use super::{ApiError, AppState};
use axum::{
    Json,
    extract::{Path, Query, State},
    http::StatusCode,
    response::IntoResponse,
};
use heads_up_core::{
    ActionRequest, Card, CreateGameRequest, EvaluateRequest, GameError, GameId, GameSnapshot, GameState,
    HandEvalResult, PlayerId, ReconnectRequest, TableRules, TokenRequest, create_game_with_rules, evaluate,
    execute_player_action,
};
use serde::{Deserialize, Serialize};
use serde_json::json;
use tracing::info;
use uuid::Uuid;

use crate::reconnect::{PersistReceipt, ReconnectionToken};

#[derive(Serialize, Deserialize, Debug, Clone)]
#[serde(rename_all = "camelCase")]
pub struct SeatInfo {
    pub id: PlayerId,
    pub name: String,
}

#[derive(Serialize, Deserialize, Debug, Clone)]
#[serde(rename_all = "camelCase")]
pub struct CreateGameResponse {
    pub game_id: GameId,
    pub players: Vec<SeatInfo>,
    pub state: GameSnapshot,
}

#[derive(Deserialize, Debug, Default)]
#[serde(rename_all = "camelCase")]
pub struct ViewerQuery {
    pub player_id: Option<PlayerId>,
}

pub async fn health(State(state): State<AppState>) -> impl IntoResponse {
    Json(json!({ "status": "ok", "games": state.games.len() }))
}

pub async fn create_game(
    State(state): State<AppState>,
    Json(request): Json<CreateGameRequest>,
) -> Result<(StatusCode, Json<CreateGameResponse>), ApiError> {
    let names = request.player_names.each_ref().map(|name| name.trim());
    if names.iter().any(|name| name.is_empty()) {
        return Err(GameError::InvalidAction("玩家名字不能为空".to_string()).into());
    }

    let rules = request.starting_stack.map_or_else(TableRules::default, TableRules::with_starting_stack);
    let game_id = Uuid::new_v4();
    let game = state.games.insert(create_game_with_rules(game_id, names, rules)?)?;
    state.spawn_persist(game_id);
    info!(%game_id, "创建了新游戏");

    let players = game.players.iter().map(|p| SeatInfo { id: p.id, name: p.name.clone() }).collect();
    Ok((StatusCode::CREATED, Json(CreateGameResponse { game_id, players, state: game.public_snapshot() })))
}

pub async fn get_game(
    State(state): State<AppState>,
    Path(game_id): Path<GameId>,
    Query(viewer): Query<ViewerQuery>,
) -> Result<Json<GameSnapshot>, ApiError> {
    let game = state.games.get(game_id).ok_or(GameError::GameNotFound(game_id))?;
    Ok(Json(view_for(&game, viewer.player_id)))
}

pub async fn deal(State(state): State<AppState>, Path(game_id): Path<GameId>) -> Result<Json<GameSnapshot>, ApiError> {
    Ok(Json(state.deal(game_id)?.public_snapshot()))
}

pub async fn next_hand(
    State(state): State<AppState>,
    Path(game_id): Path<GameId>,
) -> Result<Json<GameSnapshot>, ApiError> {
    Ok(Json(state.next_hand(game_id)?.public_snapshot()))
}

/// 玩家动作：请求在这里校验成 `PlayerAction`，返回该玩家视角的快照
pub async fn act(
    State(state): State<AppState>,
    Path(game_id): Path<GameId>,
    Json(request): Json<ActionRequest>,
) -> Result<Json<GameSnapshot>, ApiError> {
    let action = request.into_action()?;
    let game = state.apply(game_id, |game| execute_player_action(game, request.player_id, action))?;
    Ok(Json(game.snapshot_for(request.player_id)))
}

pub async fn issue_token(
    State(state): State<AppState>,
    Path(game_id): Path<GameId>,
    Json(request): Json<TokenRequest>,
) -> Result<Json<ReconnectionToken>, ApiError> {
    Ok(Json(state.reconnect.issue_token(game_id, request.player_id).await?))
}

pub async fn persist(
    State(state): State<AppState>,
    Path(game_id): Path<GameId>,
) -> Result<Json<PersistReceipt>, ApiError> {
    let game = state.games.get(game_id).ok_or(GameError::GameNotFound(game_id))?;
    Ok(Json(state.reconnect.persist_game(game_id, &game).await?))
}

/// 删除游戏：先从内存移除并断开订阅者，再删除持久化的快照和令牌
pub async fn delete_game(State(state): State<AppState>, Path(game_id): Path<GameId>) -> Result<StatusCode, ApiError> {
    let removed = state.games.remove(game_id).is_some();
    let closed = state.broadcaster.close_game(game_id);
    state.reconnect.cleanup_game(game_id).await?;
    if !removed {
        return Err(GameError::GameNotFound(game_id).into());
    }
    info!(%game_id, closed, "游戏已删除");
    Ok(StatusCode::NO_CONTENT)
}

pub async fn reconnect(
    State(state): State<AppState>,
    Json(request): Json<ReconnectRequest>,
) -> Result<Json<GameSnapshot>, ApiError> {
    let game = state
        .reconnect
        .handle_reconnection(request.game_id, request.player_id, &request.reconnect_token)
        .await?;
    Ok(Json(game.snapshot_for(request.player_id)))
}

pub async fn evaluate_hand(Json(request): Json<EvaluateRequest>) -> Result<Json<HandEvalResult>, ApiError> {
    let cards = request.cards.iter().map(|token| token.parse::<Card>()).collect::<Result<Vec<_>, _>>()?;
    Ok(Json(evaluate(&cards)?))
}

fn view_for(game: &GameState, viewer: Option<PlayerId>) -> GameSnapshot {
    match viewer {
        Some(player_id) => game.snapshot_for(player_id),
        None => game.public_snapshot(),
    }
}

:::::

Task item: Write an exact transcription of every entry above.

Finished exercise:
use super::{ApiError, AppState};
use axum::{
    Json,
    extract::{Path, Query, State},
    http::StatusCode,
    response::IntoResponse,
};
use heads_up_core::{
    ActionRequest, Card, CreateGameRequest, EvaluateRequest, GameError, GameId, GameSnapshot, GameState,
    HandEvalResult, PlayerId, ReconnectRequest, TableRules, TokenRequest, create_game_with_rules, evaluate,
    execute_player_action,
};
use serde::{Deserialize, Serialize};
use serde_json::json;
use tracing::info;
use uuid::Uuid;

use crate::reconnect::{PersistReceipt, ReconnectionToken};

#[derive(Serialize, Deserialize, Debug, Clone)]
#[serde(rename_all = "camelCase")]
pub struct SeatInfo {
    pub id: PlayerId,
    pub name: String,
}

#[derive(Serialize, Deserialize, Debug, Clone)]
#[serde(rename_all = "camelCase")]
pub struct CreateGameResponse {
    pub game_id: GameId,
    pub players: Vec<SeatInfo>,
    pub state: GameSnapshot,
}

#[derive(Deserialize, Debug, Default)]
#[serde(rename_all = "camelCase")]
pub struct ViewerQuery {
    pub player_id: Option<PlayerId>,
}

pub async fn health(State(state): State<AppState>) -> impl IntoResponse {
    Json(json!({ "status": "ok", "games": state.games.len() }))
}

pub async fn create_game(
    State(state): State<AppState>,
    Json(request): Json<CreateGameRequest>,
) -> Result<(StatusCode, Json<CreateGameResponse>), ApiError> {
    let names = request.player_names.each_ref().map(|name| name.trim());
    if names.iter().any(|name| name.is_empty()) {
        return Err(GameError::InvalidAction("玩家名字不能为空".to_string()).into());
    }

    let rules = request.starting_stack.map_or_else(TableRules::default, TableRules::with_starting_stack);
    let game_id = Uuid::new_v4();
    let game = state.games.insert(create_game_with_rules(game_id, names, rules)?)?;
    state.spawn_persist(game_id);
    info!(%game_id, "创建了新游戏");

    let players = game.players.iter().map(|p| SeatInfo { id: p.id, name: p.name.clone() }).collect();
    Ok((StatusCode::CREATED, Json(CreateGameResponse { game_id, players, state: game.public_snapshot() })))
}

pub async fn get_game(
    State(state): State<AppState>,
    Path(game_id): Path<GameId>,
    Query(viewer): Query<ViewerQuery>,
) -> Result<Json<GameSnapshot>, ApiError> {
    let game = state.games.get(game_id).ok_or(GameError::GameNotFound(game_id))?;
    Ok(Json(view_for(&game, viewer.player_id)))
}

pub async fn deal(State(state): State<AppState>, Path(game_id): Path<GameId>) -> Result<Json<GameSnapshot>, ApiError> {
    Ok(Json(state.deal(game_id)?.public_snapshot()))
}

pub async fn next_hand(
    State(state): State<AppState>,
    Path(game_id): Path<GameId>,
) -> Result<Json<GameSnapshot>, ApiError> {
    Ok(Json(state.next_hand(game_id)?.public_snapshot()))
}

/// 玩家动作：请求在这里校验成 `PlayerAction`，返回该玩家视角的快照
pub async fn act(
    State(state): State<AppState>,
    Path(game_id): Path<GameId>,
    Json(request): Json<ActionRequest>,
) -> Result<Json<GameSnapshot>, ApiError> {
    let action = request.into_action()?;
    let game = state.apply(game_id, |game| execute_player_action(game, request.player_id, action))?;
    Ok(Json(game.snapshot_for(request.player_id)))
}

pub async fn issue_token(
    State(state): State<AppState>,
    Path(game_id): Path<GameId>,
    Json(request): Json<TokenRequest>,
) -> Result<Json<ReconnectionToken>, ApiError> {
    Ok(Json(state.reconnect.issue_token(game_id, request.player_id).await?))
}

pub async fn persist(
    State(state): State<AppState>,
    Path(game_id): Path<GameId>,
) -> Result<Json<PersistReceipt>, ApiError> {
    let game = state.games.get(game_id).ok_or(GameError::GameNotFound(game_id))?;
    Ok(Json(state.reconnect.persist_game(game_id, &game).await?))
}

/// 删除游戏：先从内存移除并断开订阅者，再删除持久化的快照和令牌
pub async fn delete_game(State(state): State<AppState>, Path(game_id): Path<GameId>) -> Result<StatusCode, ApiError> {
    let removed = state.games.remove(game_id).is_some();
    let closed = state.broadcaster.close_game(game_id);
    state.reconnect.cleanup_game(game_id).await?;
    if !removed {
        return Err(GameError::GameNotFound(game_id).into());
    }
    info!(%game_id, closed, "游戏已删除");
    Ok(StatusCode::NO_CONTENT)
}

pub async fn reconnect(
    State(state): State<AppState>,
    Json(request): Json<ReconnectRequest>,
) -> Result<Json<GameSnapshot>, ApiError> {
    let game = state
        .reconnect
        .handle_reconnection(request.game_id, request.player_id, &request.reconnect_token)
        .await?;
    Ok(Json(game.snapshot_for(request.player_id)))
}

pub async fn evaluate_hand(Json(request): Json<EvaluateRequest>) -> Result<Json<HandEvalResult>, ApiError> {
    let cards = request.cards.iter().map(|token| token.parse::<Card>()).collect::<Result<Vec<_>, _>>()?;
    Ok(Json(evaluate(&cards)?))
}

fn view_for(game: &GameState, viewer: Option<PlayerId>) -> GameSnapshot {
    match viewer {
        Some(player_id) => game.snapshot_for(player_id),
        None => game.public_snapshot(),
    }
}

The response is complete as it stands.